It was not possible to identify "with incontrovertible certainty" the cause of the accident which however "is reasonably attributable to the pilot's loss of control of the aircraft", between the lack of familiarity with the airport and the controls and the "operational pressure" for the hurry to get to Olbia.

This is what we read in the final investigation report published today by the National Agency for Flight Safety (ANSV) relating to the plane crash that occurred in Milan not far from Linate airport on 3 October 2021 which cost the lives of 8 people , headed to Olbia : at the controls Dan Petrescu, 67 years old, owner and pilot of the plane, dual German and Romanian citizenship and wealthy real estate developer. He was reaching Olbia with his family, where he owns a villa and where his 98-year-old mother was waiting for him : with him his wife Regina Dorotea Petrescu Balzac (65), his son Dan Stefan Petrescu (30) and his partner, the Canadian Julien Brossard (35). Also on board a family of friends: Filippo Nascimbene, a 33-year-old from Pavia, his wife Claire Stephanie Caroline Alexadrescu, their one-year-old son, Raphael, and his mother-in-law Miruna Anca Wanda Lozinschi.

That 3 October 2021, a Sunday, all eight had decided to reach Olbia after celebrating the baptism of the child.

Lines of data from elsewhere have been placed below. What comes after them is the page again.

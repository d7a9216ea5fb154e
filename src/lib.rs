pub mod arrivals;
pub mod config;
pub mod dispatch;
pub mod engine;
pub mod error;
pub mod events;
pub mod models;
pub mod output;
pub mod queues;
pub mod state;
pub mod stats;
pub mod windows;
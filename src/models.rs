use serde::{Deserialize, Serialize};
use std::fmt;

/// Fixed number of window slots a pool may ever address.
pub const POOL_CAPACITY: usize = 20;
/// Upper bound on the customer list handed to a single run.
pub const MAX_CUSTOMERS: usize = 1000;
/// Times are tracked in minutes; throughput is reported per hour.
pub const THROUGHPUT_SCALE_PER_HOUR: f64 = 60.0;

#[derive(Clone, Debug, Deserialize, Serialize)]
pub struct SimConfig {
    pub windows: WindowPolicy,
    #[serde(default = "default_priority_ratio")]
    pub priority_ratio: f64,
    pub duration_min: f64,
    pub arrivals: ArrivalProfile,
    #[serde(default)]
    pub seed: Option<u64>,
}

/// Window-count bounds plus the queue-length thresholds driving the scaler.
#[derive(Clone, Debug, Deserialize, Serialize)]
pub struct WindowPolicy {
    pub initial: usize,
    pub min: usize,
    pub max: usize,
    pub open_threshold: usize,
    pub close_threshold: usize,
}

#[derive(Clone, Debug, Deserialize, Serialize)]
#[serde(untagged)]
pub enum ArrivalProfile {
    Manual(Vec<CustomerSpec>),
    Random {
        count: usize,
        #[serde(default = "default_arrival_rate")]
        arrival_rate_per_min: f64,
        #[serde(default = "default_mean_service")]
        mean_service_min: f64,
        #[serde(default = "default_priority_share")]
        priority_share: f64,
    },
}

#[derive(Clone, Debug, Deserialize, Serialize)]
pub struct CustomerSpec {
    pub id: u32,
    pub class: CustomerClass,
    #[serde(default)]
    pub tier: u8,
    pub arrival_min: f64,
    pub service_min: f64,
}

#[derive(Clone, Copy, Debug, Deserialize, Serialize, PartialEq, Eq, Hash)]
#[serde(rename_all = "kebab-case")]
pub enum CustomerClass {
    Normal,
    Priority,
}

impl fmt::Display for CustomerClass {
    fn fmt(&self, f: &mut fmt::Formatter<'_>) -> fmt::Result {
        match self {
            CustomerClass::Normal => write!(f, "normal"),
            CustomerClass::Priority => write!(f, "priority"),
        }
    }
}

fn default_priority_ratio() -> f64 {
    0.7
}

pub(crate) fn default_arrival_rate() -> f64 {
    2.0
}

pub(crate) fn default_mean_service() -> f64 {
    3.0
}

pub(crate) fn default_priority_share() -> f64 {
    0.3
}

But the small tourist plane, which took off from Linate, crashed a few minutes later and was pulverized, crashing into the facade of a two-storey building on the border with San Donato. According to what was explained in the 177-page report, "no maintenance deficiencies emerged on the aircraft" and there were no particularly adverse weather conditions given that "the presence of ice was not reported at the altitudes affected by the aircraft during the flight of the accident."

«It was not possible to categorically exclude the onset of a failure that could have compromised the controllability of the aircraft - we read - however, this hypothesis, on the basis of the evidence acquired, appears to be the least probable».

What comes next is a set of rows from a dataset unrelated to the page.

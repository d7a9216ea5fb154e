use serde::Serialize;
use std::cmp::Ordering;

use crate::models::CustomerClass;
use crate::state::Customer;

/// A pending occurrence on the simulation timeline.
#[derive(Clone, Debug)]
pub enum Event {
    Arrival(Customer),
    ServiceComplete { window_id: usize, customer_id: u32 },
}

#[derive(Clone, Debug)]
pub struct ScheduledEvent {
    pub time_min: f64,
    pub event: Event,
}

impl ScheduledEvent {
    pub fn new(time_min: f64, event: Event) -> Self {
        Self { time_min, event }
    }
}

impl Ord for ScheduledEvent {
    fn cmp(&self, other: &Self) -> Ordering {
        self.time_min
            .total_cmp(&other.time_min)
            .then_with(|| self.event.priority().cmp(&other.event.priority()))
            .then_with(|| self.event.tiebreaker().cmp(&other.event.tiebreaker()))
    }
}

impl PartialOrd for ScheduledEvent {
    fn partial_cmp(&self, other: &Self) -> Option<Ordering> {
        Some(self.cmp(other))
    }
}

impl PartialEq for ScheduledEvent {
    fn eq(&self, other: &Self) -> bool {
        self.cmp(other) == Ordering::Equal
    }
}

impl Eq for ScheduledEvent {}

impl Event {
    /// On exact time ties a completion runs before an arrival, so the freed
    /// window can serve the arriving customer in the same instant.
    fn priority(&self) -> u8 {
        match self {
            Event::ServiceComplete { .. } => 0,
            Event::Arrival(_) => 1,
        }
    }

    fn tiebreaker(&self) -> u32 {
        match self {
            Event::ServiceComplete { customer_id, .. } => *customer_id,
            Event::Arrival(customer) => customer.id,
        }
    }
}

/// Structured event-log record handed to the presentation layer. The core
/// performs no I/O; formatters render these in whatever shape they want.
#[derive(Clone, Debug, Serialize, PartialEq)]
#[serde(tag = "kind", rename_all = "kebab-case")]
pub enum SimEvent {
    WindowOpened {
        at_min: f64,
        window_id: usize,
    },
    WindowClosed {
        at_min: f64,
        window_id: usize,
    },
    CustomerArrived {
        at_min: f64,
        customer_id: u32,
        class: CustomerClass,
        service_min: f64,
    },
    ServiceStarted {
        at_min: f64,
        customer_id: u32,
        class: CustomerClass,
        window_id: usize,
        waited_min: f64,
    },
    ServiceCompleted {
        at_min: f64,
        customer_id: u32,
        window_id: usize,
        service_min: f64,
    },
}

impl SimEvent {
    pub fn at_min(&self) -> f64 {
        match self {
            SimEvent::WindowOpened { at_min, .. }
            | SimEvent::WindowClosed { at_min, .. }
            | SimEvent::CustomerArrived { at_min, .. }
            | SimEvent::ServiceStarted { at_min, .. }
            | SimEvent::ServiceCompleted { at_min, .. } => *at_min,
        }
    }
}
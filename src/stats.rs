use serde::Serialize;

use crate::models::{CustomerClass, THROUGHPUT_SCALE_PER_HOUR};
use crate::state::{Customer, WindowState};

#[derive(Clone, Debug, Default, Serialize, PartialEq)]
pub struct ClassStats {
    pub served: u32,
    pub total_wait_min: f64,
    pub avg_wait_min: f64,
    pub max_wait_min: f64,
}

#[derive(Clone, Debug, Serialize, PartialEq)]
pub struct WindowReport {
    pub window_id: usize,
    pub utilization_pct: f64,
    pub idle_pct: f64,
    pub served: u32,
    pub open_at_end: bool,
}

#[derive(Clone, Debug, Serialize, PartialEq)]
pub struct Statistics {
    pub normal: ClassStats,
    pub priority: ClassStats,
    pub windows: Vec<WindowReport>,
    pub total_served: u32,
    pub throughput_per_hour: f64,
}

/// Recomputes the full statistics snapshot from the final records. Pure:
/// running it twice over the same state yields identical results.
///
/// Customers without a recorded finish time (still queued or mid-service when
/// the clock ran out) are excluded from the waiting-time figures.
pub fn compute(customers: &[Customer], windows: &[WindowState], elapsed_min: f64) -> Statistics {
    let mut normal = ClassStats::default();
    let mut priority = ClassStats::default();

    for customer in customers.iter().filter(|c| c.finish_min.is_some()) {
        let entry = match customer.class {
            CustomerClass::Normal => &mut normal,
            CustomerClass::Priority => &mut priority,
        };
        entry.served += 1;
        entry.total_wait_min += customer.waiting_min;
        if customer.waiting_min > entry.max_wait_min {
            entry.max_wait_min = customer.waiting_min;
        }
    }
    for entry in [&mut normal, &mut priority] {
        if entry.served > 0 {
            entry.avg_wait_min = entry.total_wait_min / entry.served as f64;
        }
    }

    let window_reports = windows
        .iter()
        .filter(|w| was_ever_open(w))
        .map(|window| {
            let tracked_min = window.total_busy_min + window.total_idle_min;
            let utilization_pct = if tracked_min > 0.0 {
                round_to((window.total_busy_min / tracked_min) * 100.0, 2)
            } else {
                0.0
            };
            WindowReport {
                window_id: window.id,
                utilization_pct,
                idle_pct: round_to(100.0 - utilization_pct, 2),
                served: window.served_count,
                open_at_end: window.is_open,
            }
        })
        .collect();

    let total_served = normal.served + priority.served;
    let throughput_per_hour = if elapsed_min > 0.0 {
        round_to(
            (total_served as f64 / elapsed_min) * THROUGHPUT_SCALE_PER_HOUR,
            2,
        )
    } else {
        0.0
    };

    Statistics {
        normal,
        priority,
        windows: window_reports,
        total_served,
        throughput_per_hour,
    }
}

/// A window counts as ever open once it is open now or has tracked any time
/// or customers. Slots that never opened stay out of the report.
fn was_ever_open(window: &WindowState) -> bool {
    window.is_open
        || window.served_count > 0
        || window.total_busy_min > 0.0
        || window.total_idle_min > 0.0
}

fn round_to(value: f64, decimals: u32) -> f64 {
    let factor = 10_f64.powi(decimals as i32);
    (value * factor).round() / factor
}
use clap::{Parser, ValueEnum};
use std::fs;
use std::path::{Path, PathBuf};

use crate::error::{Error, Result};
use crate::models::{ArrivalProfile, SimConfig, WindowPolicy, MAX_CUSTOMERS, POOL_CAPACITY};

#[derive(Parser, Debug)]
#[command(name = "counter-sim", about = "Discrete-event service-counter simulator")]
pub struct Args {
    /// TOML or JSON config file; the flags below override its values
    #[arg(long)]
    pub config: Option<PathBuf>,
    /// Number of randomly generated customers
    #[arg(long)]
    pub customers: Option<usize>,
    /// Simulated duration in minutes
    #[arg(long)]
    pub duration: Option<f64>,
    #[arg(long)]
    pub initial_windows: Option<usize>,
    #[arg(long)]
    pub min_windows: Option<usize>,
    #[arg(long)]
    pub max_windows: Option<usize>,
    /// Combined queue length above which one extra window opens
    #[arg(long)]
    pub open_threshold: Option<usize>,
    /// Combined queue length below which one idle window closes
    #[arg(long)]
    pub close_threshold: Option<usize>,
    /// Probability of serving the priority queue when both queues hold customers
    #[arg(long)]
    pub priority_ratio: Option<f64>,
    /// Seed for customer generation and dispatch draws
    #[arg(long)]
    pub seed: Option<u64>,
    #[arg(long, value_enum, default_value = "human")]
    pub format: FormatArg,
}

#[derive(ValueEnum, Clone, Debug)]
pub enum FormatArg {
    Human,
    Summary,
    Json,
}

pub fn parse_args() -> Result<Args> {
    Args::try_parse().map_err(|e| Error::Cli(e.to_string()))
}

/// Stock parameter set: a mid-size counter running an eight-hour day.
pub fn default_config() -> SimConfig {
    SimConfig {
        windows: WindowPolicy {
            initial: 3,
            min: 2,
            max: 5,
            open_threshold: 5,
            close_threshold: 2,
        },
        priority_ratio: 0.7,
        duration_min: 480.0,
        arrivals: ArrivalProfile::Random {
            count: 50,
            arrival_rate_per_min: crate::models::default_arrival_rate(),
            mean_service_min: crate::models::default_mean_service(),
            priority_share: crate::models::default_priority_share(),
        },
        seed: None,
    }
}

/// Merges the config file (or defaults) with CLI overrides and validates the
/// outcome.
pub fn build_config(args: Args) -> Result<(SimConfig, FormatArg)> {
    let mut config = match &args.config {
        Some(path) => load_config(path)?,
        None => default_config(),
    };

    if let Some(duration) = args.duration {
        config.duration_min = duration;
    }
    if let Some(initial) = args.initial_windows {
        config.windows.initial = initial;
    }
    if let Some(min) = args.min_windows {
        config.windows.min = min;
    }
    if let Some(max) = args.max_windows {
        config.windows.max = max;
    }
    if let Some(open) = args.open_threshold {
        config.windows.open_threshold = open;
    }
    if let Some(close) = args.close_threshold {
        config.windows.close_threshold = close;
    }
    if let Some(ratio) = args.priority_ratio {
        config.priority_ratio = ratio;
    }
    if args.seed.is_some() {
        config.seed = args.seed;
    }
    if let Some(count) = args.customers {
        config.arrivals = match config.arrivals {
            ArrivalProfile::Random {
                arrival_rate_per_min,
                mean_service_min,
                priority_share,
                ..
            } => ArrivalProfile::Random {
                count,
                arrival_rate_per_min,
                mean_service_min,
                priority_share,
            },
            // A customer-count override replaces a manual list outright.
            ArrivalProfile::Manual(_) => ArrivalProfile::Random {
                count,
                arrival_rate_per_min: crate::models::default_arrival_rate(),
                mean_service_min: crate::models::default_mean_service(),
                priority_share: crate::models::default_priority_share(),
            },
        };
    }

    validate(&config)?;
    Ok((config, args.format))
}

pub fn load_config(path: &Path) -> Result<SimConfig> {
    let contents = fs::read_to_string(path).map_err(|err| {
        Error::ConfigIo(format!(
            "failed to read config '{}': {}",
            path.display(),
            err
        ))
    })?;
    let ext = path
        .extension()
        .and_then(|value| value.to_str())
        .unwrap_or("");

    match ext {
        "toml" => toml::from_str(&contents)
            .map_err(|err| Error::ConfigParse(format!("failed to parse TOML: {}", err))),
        "json" => serde_json::from_str(&contents)
            .map_err(|err| Error::ConfigParse(format!("failed to parse JSON: {}", err))),
        "" => Err(Error::UnsupportedConfigFormat("unknown".to_string())),
        _ => Err(Error::UnsupportedConfigFormat(ext.to_string())),
    }
}

/// Bounds checking for the whole parameter set. The engine trusts a config
/// that passed here, so every caller-facing entry point funnels through this.
pub fn validate(config: &SimConfig) -> Result<()> {
    let windows = &config.windows;
    let bounds_ok = 1 <= windows.min
        && windows.min <= windows.initial
        && windows.initial <= windows.max
        && windows.max <= POOL_CAPACITY;
    if !bounds_ok {
        return Err(Error::InvalidWindowBounds {
            min: windows.min,
            initial: windows.initial,
            max: windows.max,
            capacity: POOL_CAPACITY,
        });
    }
    if !(0.0..=1.0).contains(&config.priority_ratio) {
        return Err(Error::InvalidPriorityRatio(config.priority_ratio));
    }
    if config.duration_min <= 0.0 {
        return Err(Error::InvalidDuration(config.duration_min));
    }
    match &config.arrivals {
        ArrivalProfile::Random {
            count,
            arrival_rate_per_min,
            mean_service_min,
            priority_share,
        } => {
            if *count == 0 {
                return Err(Error::CustomersZero);
            }
            if *count > MAX_CUSTOMERS {
                return Err(Error::CapacityExceeded {
                    capacity: MAX_CUSTOMERS,
                    got: *count,
                });
            }
            if *arrival_rate_per_min <= 0.0 {
                return Err(Error::InvalidArrivalRate(*arrival_rate_per_min));
            }
            if *mean_service_min <= 0.0 {
                return Err(Error::InvalidMeanService(*mean_service_min));
            }
            if !(0.0..=1.0).contains(priority_share) {
                return Err(Error::InvalidPriorityShare(*priority_share));
            }
        }
        ArrivalProfile::Manual(specs) => {
            if specs.is_empty() {
                return Err(Error::CustomersZero);
            }
            if specs.len() > MAX_CUSTOMERS {
                return Err(Error::CapacityExceeded {
                    capacity: MAX_CUSTOMERS,
                    got: specs.len(),
                });
            }
        }
    }
    Ok(())
}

Instead, "a conspicuous deviation from the route foreseen by the standard instrumental departure was ascertained without declaration of any technical problems by the pilot" during which he lost control of the plane - which crashed at "a vertical speed of 32,448 feet per minute" , that is, 164 meters per second - because «there may have been a saturation of the pilot's cognitive processes, with consequent channeling of attention onto the navigation system, which would likely have diverted the pilot's attention from the basic and manual operation of the aircraft».

“It is believed that a lack of recurrent training may have contributed to the failure to control the aircraft, as well as to inadequate management of a possible non-catastrophic technical failure,” the report concludes.